Angiotensin AT2 Receptor-Mediated Neuroprotection and Nitric Oxide–Bioavailability in Stroke
To the Editor:
We read with great interest the article by Dr McCarthy and colleagues1 dealing with the relationship between the angiotensin II type 2 receptors (AT2R) and neuroprotection in stroke. The results of their study demonstrated that, using a model of stroke in conscious spontaneously hypertensive rats, the pretreatment with the AT2R agonist CGP42112 significantly prevented cortical and striatal infarction and preserved brain function, all of which was independent of changes in blood pressure. In addition, it was shown that the effect of CGP42112 was abolished by the coadministration of the AT2R antagonist PD123319. The authors suggest that AT2R stimulation might be neuroprotective against stroke, and further propose that AT2R might be a potential therapeutic target in the treatment of stroke.

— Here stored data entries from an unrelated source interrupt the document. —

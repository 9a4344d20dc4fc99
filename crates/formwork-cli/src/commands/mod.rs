pub mod active;
pub mod normalize;
pub mod required;
pub mod resolve;
//! Submission resolution.
//!
//! Two lookup tables map a field's type tag to an optional pure function.
//! `final_variables` functions contribute a partial variable bag;
//! `metadata` functions contribute auxiliary submission data. Resolution
//! starts from a copy of the variables and folds every active field's
//! contribution in document order with last-write-wins shallow merges:
//! two fields that target the same key clobber each other, and the later
//! one in the document wins.

pub mod array_input;
pub mod checkbox;
pub mod input;
pub mod key_value;
pub mod select;
pub mod text;

use crate::context::FormContext;
use crate::schema::{ActiveSchema, Field, FieldKind};
use crate::store::ComponentMap;
use crate::vars::{VariableBag, merge_into};
use serde::Serialize;
use serde_json::Value;
use std::collections::BTreeMap;

/// `(variables, field, component state, context) -> partial bag`.
pub type FinalVariablesFn =
    fn(&VariableBag, &Field, Option<&Value>, &FormContext) -> VariableBag;

/// Same shape as [`FinalVariablesFn`], folded into the metadata bag.
pub type MetadataFn = fn(&VariableBag, &Field, Option<&Value>, &FormContext) -> VariableBag;

/// Built-in `final_variables` per kind. The match is exhaustive so a new
/// [`FieldKind`] cannot be added without deciding its resolver.
fn builtin_final_variables(kind: FieldKind) -> Option<FinalVariablesFn> {
    match kind {
        FieldKind::Input => Some(input::final_variables),
        FieldKind::Checkbox => Some(checkbox::final_variables),
        FieldKind::KeyValueArray => Some(key_value::final_variables),
        FieldKind::ArrayInput => Some(array_input::final_variables),
        FieldKind::Select => Some(select::final_variables),
        FieldKind::Cron | FieldKind::TextArea => Some(text::final_variables),
        FieldKind::Heading
        | FieldKind::Subtitle
        | FieldKind::ServiceIpList
        | FieldKind::ResourceList
        | FieldKind::VeleroCreateBackup
        | FieldKind::Unknown => None,
    }
}

fn builtin_metadata(kind: FieldKind) -> Option<MetadataFn> {
    match kind {
        FieldKind::KeyValueArray => Some(key_value::metadata),
        FieldKind::Heading
        | FieldKind::Subtitle
        | FieldKind::Input
        | FieldKind::Checkbox
        | FieldKind::ArrayInput
        | FieldKind::Select
        | FieldKind::ServiceIpList
        | FieldKind::ResourceList
        | FieldKind::VeleroCreateBackup
        | FieldKind::Cron
        | FieldKind::TextArea
        | FieldKind::Unknown => None,
    }
}

/// Type-tag → resolver tables.
///
/// Built-in kinds are registered under their canonical tag; plugin kinds
/// register under their own tag and are found through `Field::type_name`.
#[derive(Debug, Clone)]
pub struct ResolverRegistry {
    final_variables: BTreeMap<String, FinalVariablesFn>,
    metadata: BTreeMap<String, MetadataFn>,
}

impl ResolverRegistry {
    /// Tables with no entries: every field falls back to `variables`.
    pub fn empty() -> Self {
        Self {
            final_variables: BTreeMap::new(),
            metadata: BTreeMap::new(),
        }
    }

    pub fn builtin() -> Self {
        let mut registry = Self::empty();
        for kind in FieldKind::ALL {
            if let Some(resolver) = builtin_final_variables(kind) {
                registry.register_final_variables(kind.as_str(), resolver);
            }
            if let Some(resolver) = builtin_metadata(kind) {
                registry.register_metadata(kind.as_str(), resolver);
            }
        }
        registry
    }

    /// Register (or replace) the `final_variables` function for a tag.
    pub fn register_final_variables(
        &mut self,
        type_name: impl Into<String>,
        resolver: FinalVariablesFn,
    ) -> Option<FinalVariablesFn> {
        self.final_variables.insert(type_name.into(), resolver)
    }

    /// Register (or replace) the `metadata` function for a tag.
    pub fn register_metadata(
        &mut self,
        type_name: impl Into<String>,
        resolver: MetadataFn,
    ) -> Option<MetadataFn> {
        self.metadata.insert(type_name.into(), resolver)
    }

    pub fn final_variables_for(&self, field: &Field) -> Option<FinalVariablesFn> {
        self.final_variables.get(&field.type_name).copied()
    }

    pub fn metadata_for(&self, field: &Field) -> Option<MetadataFn> {
        self.metadata.get(&field.type_name).copied()
    }

    /// Registered tags, sorted.
    pub fn final_variable_tags(&self) -> Vec<&str> {
        self.final_variables.keys().map(String::as_str).collect()
    }
}

impl Default for ResolverRegistry {
    fn default() -> Self {
        Self::builtin()
    }
}

/// The payload handed to the submit callback.
#[derive(Debug, Clone, PartialEq, Serialize)]
pub struct Submission {
    pub values: VariableBag,
    #[serde(skip_serializing_if = "Option::is_none")]
    pub metadata: Option<VariableBag>,
}

/// Fold every field's contribution on top of a copy of `variables`.
///
/// Each resolver sees the unfolded `variables`, never the accumulating
/// result. The metadata pass runs only when `with_metadata` is set and
/// starts from an empty bag.
pub fn resolve_submission(
    registry: &ResolverRegistry,
    variables: &VariableBag,
    schema: &ActiveSchema<'_>,
    components: &ComponentMap,
    context: &FormContext,
    with_metadata: bool,
) -> Submission {
    let values = fold(variables.clone(), schema, |field| {
        registry
            .final_variables_for(field)
            .map(|resolver| resolver(variables, field, state_of(components, field), context))
    });

    let metadata = with_metadata.then(|| {
        fold(VariableBag::new(), schema, |field| {
            registry
                .metadata_for(field)
                .map(|resolver| resolver(variables, field, state_of(components, field), context))
        })
    });

    Submission { values, metadata }
}

fn fold(
    mut acc: VariableBag,
    schema: &ActiveSchema<'_>,
    mut contribute: impl FnMut(&Field) -> Option<VariableBag>,
) -> VariableBag {
    for field in schema.fields() {
        if let Some(contribution) = contribute(field) {
            tracing::debug!(
                id = %field.id,
                field_type = %field.type_name,
                keys = contribution.len(),
                "resolved field"
            );
            merge_into(&mut acc, &contribution);
        }
    }
    acc
}

fn state_of<'a>(components: &'a ComponentMap, field: &Field) -> Option<&'a Value> {
    components.get(field.id.as_str()).map(|c| &c.state)
}

/// Live variable ▸ revision `value[0]` ▸ `settings.default`.
pub(crate) fn live_or_prior(field: &Field, variables: &VariableBag) -> Option<Value> {
    field
        .variable
        .as_deref()
        .and_then(|name| variables.get(name))
        .filter(|v| !v.is_null())
        .or_else(|| field.revision_value())
        .or_else(|| field.default_value())
        .cloned()
}

/// `{variable: value}`, or nothing when the field has no variable.
pub(crate) fn single(field: &Field, value: Option<Value>) -> VariableBag {
    let mut bag = VariableBag::new();
    if let (Some(name), Some(value)) = (field.variable.as_ref(), value) {
        bag.insert(name.clone(), value);
    }
    bag
}


#[cfg(test)]
mod tests {
    use super::test_support::{bag, schema_of};
    use super::*;
    use crate::store::ComponentState;
    use serde_json::json;

    fn constant_a(_: &VariableBag, _: &Field, _: Option<&Value>, _: &FormContext) -> VariableBag {
        bag(json!({"shared": "a"}))
    }

    fn constant_b(_: &VariableBag, _: &Field, _: Option<&Value>, _: &FormContext) -> VariableBag {
        bag(json!({"shared": "b"}))
    }

    #[test]
    fn later_field_wins_when_variables_collide() {
        let schema = schema_of(json!([
            {"type": "first", "variable": "shared"},
            {"type": "second", "variable": "shared"}
        ]));
        let mut registry = ResolverRegistry::empty();
        registry.register_final_variables("first", constant_a);
        registry.register_final_variables("second", constant_b);

        let submission = resolve_submission(
            &registry,
            &VariableBag::new(),
            &schema.unfiltered(),
            &ComponentMap::new(),
            &FormContext::default(),
            false,
        );
        assert_eq!(submission.values["shared"], json!("b"));
        assert!(submission.metadata.is_none());
    }

    #[test]
    fn unregistered_kinds_fall_back_to_variables() {
        let schema = schema_of(json!([
            {"type": "heading", "label": "x"},
            {"type": "resource-list", "variable": "pods"}
        ]));
        let vars = bag(json!({"pods": ["a"], "extra": 1}));
        let submission = resolve_submission(
            &ResolverRegistry::builtin(),
            &vars,
            &schema.unfiltered(),
            &ComponentMap::new(),
            &FormContext::default(),
            true,
        );
        assert_eq!(submission.values, vars);
        assert_eq!(submission.metadata, Some(VariableBag::new()));
    }

    #[test]
    fn builtin_registry_covers_input_kinds() {
        let registry = ResolverRegistry::builtin();
        assert_eq!(
            registry.final_variable_tags(),
            vec![
                "array-input",
                "checkbox",
                "cron",
                "input",
                "key-value-array",
                "select",
                "text-area"
            ]
        );
    }

    #[test]
    fn resolvers_see_component_state() {
        fn from_state(
            _: &VariableBag,
            field: &Field,
            state: Option<&Value>,
            _: &FormContext,
        ) -> VariableBag {
            single(field, state.and_then(|s| s.get("picked")).cloned())
        }
        let schema = schema_of(json!([{"type": "picker", "variable": "choice"}]));
        let mut registry = ResolverRegistry::empty();
        registry.register_final_variables("picker", from_state);
        let mut components = ComponentMap::new();
        components.insert(
            schema.fields()[0].id.clone(),
            ComponentState {
                state: json!({"picked": 7}),
            },
        );
        let submission = resolve_submission(
            &registry,
            &VariableBag::new(),
            &schema.unfiltered(),
            &components,
            &FormContext::default(),
            false,
        );
        assert_eq!(submission.values["choice"], json!(7));
    }
}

Evidence indicates that nitric oxide (NO) may actively participate in neuroprotection in cerebral ischemia. In a study we presented previously, a relationship between membrane fluidity (a reciprocal value of membrane microviscosity) of red blood cells and NO was investigated by means of an electron paramagnetic resonance method.2 The decreased membrane fluidity of red blood cells might cause a disturbance in the blood rheological behavior and the microcirculation, which could contribute, at least in part, to the pathophysiology of circulatory disorders. We demonstrated that NO increased the membrane fluidity of red blood cells and improved the rigidity of cell membranes in humans.2 In the separate series of the study, we showed that the lower membrane fluidity of red blood cells was associated with decreased levels of plasma NO-metabolites and increased levels of asymmetrical dimethylarginine (an endogenous NO synthase inhibitor).3 One hypothesis is that NO would be a defense against vascular complications in circulatory disorders. Recently, it has been shown that AT2R stimulation might cause an increase in endothelial nitric oxide synthase phosphorylation and enhance the vascular NO-production in hypertensive rat models.4 It was also demonstrated that CGP42112 induced vasodilation of porcine pial arteries that was blocked by the NO synthase inhibitor.5 In this context, we speculate that improved NO-bioavailability might partially explain the neuroprotective effect of CGP42112 in the stroke model. Therefore, we would like to know whether NO-related pathways might be involved in the mechanisms of the beneficial effect of CGP42112 in the study of Dr McCarthy and colleagues. Further studies should be performed to assess more precisely the functional interactions between AT2R stimulation and NO-metabolism, and their contribution to the prevention of stroke.
McCarthy CA, Vinh A, Callaway JK, Widdop RE. Angiotensin AT2 receptor stimulation causes neuroprotection in a conscious rat model of stroke. Stroke. 2009; 40: 1482–1489.
Hiyoshi H, Yayama K, Takano M, Okamoto H. Angiotensin type 2 receptor-mediated phosphorylation of eNOS in the aortas of mice with 2-kidney, 1-clip hypertension. Hypertension. 2005; 45: 967–973.